I propose that data citation has “a last mile problem.” In communication networks it is usually easier to connect countries and cities than it is to connect to individual end-nodes, such as houses, especially in rural areas. In the data citation arena, the challenge is: how do we reach and affect a change in practice among end-users of data? How can we reach people who will be writing papers and citing the data? Those users could be students, faculty researchers, citizens, or government agencies, etc.

I believe that a role that librarians can play here is rooted in libraries’ tradition of information literacy outreach and instruction. Information literacy is a set of abilities requiring individuals to recognize when information is needed and have the ability to locate, evaluate, and use effectively the needed information.4 This includes the proper citation and attribution of sources.

______________________

1 Presentation slides are available at http://www.sites.nationalacademies.org/PGA/brdi/PGA_064019.

2 Available at: http://www.arl.org/pp/access/nsfworkshop.shtml.

3 C. Soehner, C. Steeves, and J. Ward, E-Science and Data Support Services: A Study of ARL Member Institutions Association of Research Libraries, 2010. http://www.arl.org/bm~doc/escience_report2010.pdf.

4 American Library Association. 1989, Presidential Committee on Information Literacy. Final Report.

Suggested Citation:"23- Roles for Libraries in Data Citation." National Research Council. 2012. For Attribution: Developing Data Attribution and Citation Practices and Standards: Summary of an International Workshop. Washington, DC: The National Academies Press. doi: 10.17226/13564.
×

If you look at the Information Literacy Competency Standards for Higher Education5 from the Association of College and Research Libraries (ARCL), you can replace the word “information” with “data” and the competencies make sense and remain relevant.

Where can users look for information on how to cite data? One natural place to turn would be style guides. I did a study with two colleagues, where we looked at 20 different style guides and performed content analysis to see what kind of instructions they are providing users explicitly to cite digital data. The answer is: they do not consistently address data citation and attribution.

ch114.jpg

FIGURE 24-1 A Description of Data Citation Instructions in Style Guides.
SOURCE: International Digital Curation Conference, Chicago, IL. Retrieved from http://www.docs.lib.purdue.edu/lib_research/121/. Newton, Mooney, & Witt. (2010).

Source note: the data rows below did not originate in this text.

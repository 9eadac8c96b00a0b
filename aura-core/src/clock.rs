//! Wall-clock abstraction.
//!
//! Cache entries and session expiry are stamped in epoch milliseconds so they
//! survive persistence. Stores read the time through [`Clock`] so tests can
//! move it by hand.

use crate::identity::EpochMillis;
use chrono::Utc;
use std::fmt;
use std::sync::atomic::{AtomicI64, Ordering};
use std::sync::Arc;
use std::time::Duration;

pub trait Clock: Send + Sync + fmt::Debug {
    fn now_millis(&self) -> EpochMillis;
}

/// Shared clock handle passed to every store.
pub type SharedClock = Arc<dyn Clock>;

/// Real time from the system clock.
#[derive(Debug, Default, Clone, Copy)]
pub struct SystemClock;

impl Clock for SystemClock {
    fn now_millis(&self) -> EpochMillis {
        Utc::now().timestamp_millis()
    }
}

impl SystemClock {
    pub fn shared() -> SharedClock {
        Arc::new(SystemClock)
    }
}

/// Manually driven clock.
#[derive(Debug, Default)]
pub struct ManualClock {
    now: AtomicI64,
}

impl ManualClock {
    pub fn new(start: EpochMillis) -> Arc<Self> {
        Arc::new(Self {
            now: AtomicI64::new(start),
        })
    }

    pub fn advance(&self, by: Duration) {
        self.now
            .fetch_add(duration_millis(by), Ordering::SeqCst);
    }

    pub fn set(&self, now: EpochMillis) {
        self.now.store(now, Ordering::SeqCst);
    }
}

impl Clock for ManualClock {
    fn now_millis(&self) -> EpochMillis {
        self.now.load(Ordering::SeqCst)
    }
}

/// Convert a duration to whole milliseconds, saturating at `i64::MAX`.
pub fn duration_millis(duration: Duration) -> EpochMillis {
    i64::try_from(duration.as_millis()).unwrap_or(i64::MAX)
}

If you look at the above grid, it covers instructions for digital data, data in other formats (e.g., paper-based tables), and other electronic resources. The dark purple indicates the areas where the style guide provides explicit instructions for citation. The light colors (i.e., aqua or white) indicate that there are no explicit instructions. So, generally speaking, some style guides do a better job than others—but if this is where students and others are turning for instructions to properly cite data, they will undoubtedly be frustrated.

______________________

5 Available at: http://www.ala.org/ala/mgrps/divs/acrl/standards/informationliteracycompetency.cfm.

Suggested Citation:"23- Roles for Libraries in Data Citation." National Research Council. 2012. For Attribution: Developing Data Attribution and Citation Practices and Standards: Summary of an International Workshop. Washington, DC: The National Academies Press. doi: 10.17226/13564.
×

One thing that we see happening on our university campuses is that librarians are stepping in to address this need by creating resource guides. This is a common practice of librarians to develop bibliographies and path-finders to introduce topics and tools to users. Here are some examples of resource guides on data citation that are appearing at universities from their libraries:

•    MIT: http://www.libraries.mit.edu/guides/subjects/data/access/citing.html

•    MSU: http://www.libguides.lib.msu.edu/citedata

•    Minnesota: http://www.lib.umn.edu/datamanagement/cite

•    Purdue: http://www.guides.lib.purdue.edu/datacitation

•    Oregon: http://www.libweb.uoregon.edu/datamanagement/citingdata.html

•    Cambridge: http://www.lib.cam.ac.uk/dataman/pages/citations.html

•   Virginia: http://www2.lib.virginia.edu/brown/data/citing.html

These guides are written by librarians in most cases and tailored for their particular audience. They may be tailored for undergraduate or graduate students, faculty researchers, or others.

One project that I would like to briefly talk about is Databib.6 This project was funded through the Institute for Museum and Library Services (IMLS). Here is the description of the project:

The libraries of Purdue University and Penn State University will partner to create a new online information resource for research data producers, users, publishers, librarians, and funding agencies. This resource, Databib, will be an annotated online bibliography of research data repositories, created and maintained by an online community of librarians. Databib will be an important focal point for connecting librarians more closely with other research data stakeholders and demonstrating the significant contributions libraries can make to solving the challenges posed by digital datasets. The Databib platform will also serve as a testbed for linking, integrating, and presenting information about datasets in new ways.7

Databib is essentially a bibliography that describes data repositories. What we are doing is creating a platform for librarians to submit and enhance bibliographic entries that describe these data repositories and do it in a way that is maximally open, using the Creative Commons Zero public domain protocol. If someone wants the list or the metadata, they are free to download and use them. Also, if someone wants to enhance the metadata or annotate them, that is also possible.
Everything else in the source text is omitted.